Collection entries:
☆ ☆ ☆ ☆ ☆ ☆ ☆

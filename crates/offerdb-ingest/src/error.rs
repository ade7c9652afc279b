use offerdb_core::RegionCode;
use offerdb_fetcher::FetchError;
use thiserror::Error;

/// Error type carried across the store seams.
pub type BoxError = Box<dyn std::error::Error + Send + Sync + 'static>;

#[derive(Debug, Error)]
pub enum IngestionError {
    /// The region list could not be read. The only batch-level failure.
    #[error("failed to read region registry: {0}")]
    Registry(#[source] BoxError),

    /// Nothing was written for the region.
    #[error("fetching offers for region {region} failed: {source}")]
    FetchFailed {
        region: RegionCode,
        #[source]
        source: FetchError,
    },

    /// The marker could not be read; nothing was written.
    #[error("reading marker for region {region} failed: {source}")]
    MarkerRead {
        region: RegionCode,
        #[source]
        source: BoxError,
    },

    /// The replace-set was rolled back; the marker was not touched.
    #[error("writing offers for region {region} failed: {source}")]
    StoreWrite {
        region: RegionCode,
        #[source]
        source: BoxError,
    },

    /// Offers were written but the marker is stale.
    #[error("updating marker for region {region} failed: {source}")]
    MarkerWrite {
        region: RegionCode,
        #[source]
        source: BoxError,
    },

    #[error("ingestion of region {region} exceeded {timeout_secs}s")]
    TimedOut { region: RegionCode, timeout_secs: u64 },
}

impl IngestionError {
    /// Region the failure belongs to; `None` for [`IngestionError::Registry`].
    #[must_use]
    pub fn region(&self) -> Option<&RegionCode> {
        match self {
            Self::Registry(_) => None,
            Self::FetchFailed { region, .. }
            | Self::MarkerRead { region, .. }
            | Self::StoreWrite { region, .. }
            | Self::MarkerWrite { region, .. }
            | Self::TimedOut { region, .. } => Some(region),
        }
    }

    /// Short machine-friendly label, used in logs and run history.
    #[must_use]
    pub fn kind(&self) -> &'static str {
        match self {
            Self::Registry(_) => "registry",
            Self::FetchFailed { .. } => "fetch_failed",
            Self::MarkerRead { .. } => "marker_read",
            Self::StoreWrite { .. } => "store_write",
            Self::MarkerWrite { .. } => "marker_write",
            Self::TimedOut { .. } => "timed_out",
        }
    }
}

☆ ☆ ☆ ☆ ☆ ☆ ☆

■ **Task to carry out**
All lines holding the word "type" must be copied from the data.

■ **Expected answer**
/// Error type carried across the store seams.
pub type BoxError = Box<dyn std::error::Error + Send + Sync + 'static>;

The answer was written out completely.